The ambulance stationed outside our door was doing good business too. The day was really hot.

There were lots of wonderful stalls, many selling food which is produced locally.The local beekeeper, Antonio told me he sells 1500 kilos a year of his honey to a man who has a stall on The Bullring Market in Birmingham.

As usual, only a small number of estranjeros (foreigners) turn up for the event. Those who do, insist on calling our distinguished delicacy 'soup'.
It's NOT soup.

It´s true that sopa means soup, but sopas is the word for what you see above. Does it look like soup?

Oxford Spanish Dictionary

Sopas 
'Aunque se denomine sopa, no es un plato con caldo ya que el pan lo absorbe,  aunque si que se toma con cuchara.'

Aunque la mona se vista de seda, mona se queda.
(Even if a monkey is dressed in silk, it's still a monkey)

I'm glad we've cleared that up.

It's one thing knowing what it's NOT, but quite another knowing what it IS. (rather like BREXIT). At least you can see what Sopas looks like.

It´s actually made from stale bread, potatoes, green peppers, tomatoes, hot stock and oil. Mmmm.

The word 'Sopas' is another 'false friend' like;

actual   (it actually means 'currently')
asistir    (not assist, but attend)
constipación   (a cold)
embarazada    (pregnant) 
vaso     (a drinking glass without a stem)
suceso    ( an event)
ropa     (clothes) 
and this one...


Not the opening of a pie shop in Álora at all!
It´s a foot clinic!
Pie = foot 
¡Qué decepción!




Yesterday I bumped into an old friend in Mercadona (Álora's 'out of town' hypermarket complex). He told me that he's leaving Spain before the end of October. 
Julio and his wife are worried about being refused entry into Britain if the UK leaves the European Union on October 31st.


Julio moved to England from Italy, aged 16, in 1962 when immigrants to Britain were welcomed. He worked there continuously for 45 years. He married an English rose, raised a family and ran a pizza bakery until retiring  to Spain 15 years ago. His grown up children and their families live in England. There had never been any question about his right to return to live in England until the forced repatriations under Theresa May's 'hostile environment' policy and anti-European Brexit propaganda gave many people like Julio reason to fear for their future.


Letters to the UK authorities asking about Julio's status have not been answered or acknowledged.
Buen viaje, Julio. We'll really miss you.






The olives on our trees have started to ripen. In just over 3 weeks we'll be heading off to Olivar Caicunes with our nets, poles and rakes to hacer la cosecha. Our Liverpudlian migrant workers have already booked  flights out and Mrs. Sánchez and I have no broken bones (so far) this year. All volunteers are very welcome to come and give us a hand. The pay is not good - well, there's no pay- but you can eat all the olives you want.

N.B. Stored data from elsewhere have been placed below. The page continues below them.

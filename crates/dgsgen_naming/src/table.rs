//! The memoized identifier table shared by every emitter.

use crate::casing::{capitalize, lower_camel, upper_camel};
use crate::reserved::{desanitize, sanitize};
use dgsgen_core::{CodegenError, Result};
use dgsgen_schema::{TypeGraph, TypeId, TypeKind, TypeNode};
use rustc_hash::FxHashMap;

/// Identifiers generated for one field.
#[derive(Debug, Clone, PartialEq, Eq)]
pub struct FieldNames {
    /// The schema name, used on the wire.
    pub schema_name: String,
    /// Escaped lowerCamelCase identifier for Java fields, parameters and projection methods.
    pub identifier: String,
    pub getter: String,
    pub setter: String,
    /// Constant name in `DgsConstants`.
    pub constant: String,
}

/// One namespace of generated identifiers.
///
/// Remembers which schema entity claimed each identifier so a second claim
/// can report both.
#[derive(Debug, Default)]
pub struct Scope {
    names: FxHashMap<String, String>,
}

impl Scope {
    pub fn new() -> Self {
        Self::default()
    }

    /// Claims `identifier` for `entity`.
    pub fn define(&mut self, identifier: &str, entity: &str) -> Result<()> {
        if let Some(first) = self.names.get(identifier) {
            if first != entity {
                return Err(CodegenError::collision(identifier, first.clone(), entity));
            }
            return Ok(());
        }
        self.names.insert(identifier.to_string(), entity.to_string());
        Ok(())
    }

    /// The entity that claimed `identifier`.
    pub fn lookup(&self, identifier: &str) -> Option<&str> {
        self.names.get(identifier).map(String::as_str)
    }
}

/// Generated identifiers for every type, field, argument and enum value.
///
/// Fully populated by [`NameTable::resolve`] and read-only afterwards.
#[derive(Debug, Clone, Default, PartialEq)]
pub struct NameTable {
    classes: FxHashMap<TypeId, String>,
    class_owners: FxHashMap<String, TypeId>,
    fields: FxHashMap<(TypeId, usize), FieldNames>,
    field_owners: FxHashMap<(TypeId, String), usize>,
    arguments: FxHashMap<(TypeId, usize, usize), String>,
    enum_values: FxHashMap<(TypeId, usize), String>,
}

/// Builds the table for a graph.
pub fn resolve(graph: &TypeGraph) -> Result<NameTable> {
    NameTable::resolve(graph)
}

impl NameTable {
    /// Assigns identifiers for the whole graph, failing on the first collision.
    pub fn resolve(graph: &TypeGraph) -> Result<Self> {
        let mut table = Self::default();
        let mut classes = Scope::new();

        for node in graph.types() {
            if node.builtin || node.kind == TypeKind::Scalar {
                continue;
            }
            let class = class_name(&node.name);
            // Mapped and skipped types produce no class, so they cannot collide.
            if !node.is_mapped() && !node.skip {
                classes.define(&class, &node.name)?;
                table.class_owners.insert(class.clone(), node.id);
            }
            table.classes.insert(node.id, class);

            table.resolve_fields(node)?;

            let mut values = Scope::new();
            for (index, value) in node.enum_values.iter().enumerate() {
                let identifier = sanitize(&value.name);
                values.define(&identifier, &format!("{}.{}", node.name, value.name))?;
                table.enum_values.insert((node.id, index), identifier);
            }
        }

        Ok(table)
    }

    fn resolve_fields(&mut self, node: &TypeNode) -> Result<()> {
        let mut identifiers = Scope::new();
        let mut accessors = Scope::new();

        for (index, field) in node.fields.iter().enumerate() {
            let entity = format!("{}.{}", node.name, field.name);
            let names = field_names(&field.name);
            identifiers.define(&names.identifier, &entity)?;
            accessors.define(&names.getter, &entity)?;

            let mut arguments = Scope::new();
            for (arg_index, argument) in field.arguments.iter().enumerate() {
                let identifier = sanitize(&lower_camel(&argument.name));
                arguments.define(&identifier, &format!("{entity}({})", argument.name))?;
                self.arguments.insert((node.id, index, arg_index), identifier);
            }

            self.field_owners
                .insert((node.id, names.identifier.clone()), index);
            self.fields.insert((node.id, index), names);
        }
        Ok(())
    }

    /// The generated class name of a type.
    ///
    /// Scalars have no class; their schema name is returned.
    #[must_use]
    pub fn class<'t>(&'t self, graph: &'t TypeGraph, id: TypeId) -> &'t str {
        self.classes
            .get(&id)
            .map_or(graph.get(id).name.as_str(), String::as_str)
    }

    /// Identifiers for a field, by owner and index.
    #[must_use]
    pub fn field(&self, owner: TypeId, index: usize) -> Option<&FieldNames> {
        self.fields.get(&(owner, index))
    }

    /// The escaped identifier of an argument.
    #[must_use]
    pub fn argument(&self, owner: TypeId, field: usize, argument: usize) -> Option<&str> {
        self.arguments
            .get(&(owner, field, argument))
            .map(String::as_str)
    }

    /// The Java constant of an enum value.
    #[must_use]
    pub fn enum_value(&self, owner: TypeId, index: usize) -> Option<&str> {
        self.enum_values.get(&(owner, index)).map(String::as_str)
    }

    /// The type that generates `class`.
    #[must_use]
    pub fn type_for_class(&self, class: &str) -> Option<TypeId> {
        self.class_owners.get(class).copied()
    }

    /// The schema name of the field that generated `identifier` on `owner`.
    #[must_use]
    pub fn schema_field_name<'t>(&'t self, owner: TypeId, identifier: &str) -> Option<&'t str> {
        let index = self.field_owners.get(&(owner, identifier.to_string()))?;
        self.fields
            .get(&(owner, *index))
            .map(|names| names.schema_name.as_str())
    }
}

/// The class name for a type name.
#[must_use]
pub fn class_name(type_name: &str) -> String {
    sanitize(&upper_camel(type_name))
}

/// The escaped identifier for a field or argument name.
#[must_use]
pub fn identifier(name: &str) -> String {
    sanitize(&lower_camel(name))
}

/// Reverses [`identifier`] for names whose casing was already lowerCamelCase.
#[must_use]
pub fn unescape_identifier(identifier: &str) -> &str {
    desanitize(identifier)
}

/// All generated identifiers of a field name.
#[must_use]
pub fn field_names(name: &str) -> FieldNames {
    let camel = lower_camel(name);
    let accessor = capitalize(&camel);
    let mut getter = format!("get{accessor}");
    let mut setter = format!("set{accessor}");
    // `getClass` is final on `java.lang.Object`.
    if getter == "getClass" {
        getter.push_str("Field");
        setter.push_str("Field");
    }
    FieldNames {
        schema_name: name.to_string(),
        identifier: sanitize(&camel),
        getter,
        setter,
        constant: sanitize(&accessor),
    }
}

                            Two happy olive pickers

We pick all the olives by hand but the proper farmers use machines that shake the  branches. We don't need those contraptions because our migrant workers are from Liverpool which has some of the best pubs in Britain and they already have 'the shakes'.


These machines cost about 1000 euros and make a noise like a chainsaw. Where's the fun in that?

You may have noticed I slipped in a Spanish refrán (proverb) up there.
The Spanish are very fond of proverbs - there are 100,000, apparently - I have a book with 1000 of them in it. I can honestly say that I have tried using lots of them but not once has anyone understood one.
I think someone made them all up for the book  Most of them make so sense at all.
Here's a few examples to try out if you want to impress the girl in the frutería in the Top Square. See if you can think of an English equivalent:

'En casa de ahorcado no hay que mentar la soga'.
 (When you're in the house of a hanged man, don't mention rope.)

'Quien da su hacienda antes de la muerte merece que le den un mazo en la frente'.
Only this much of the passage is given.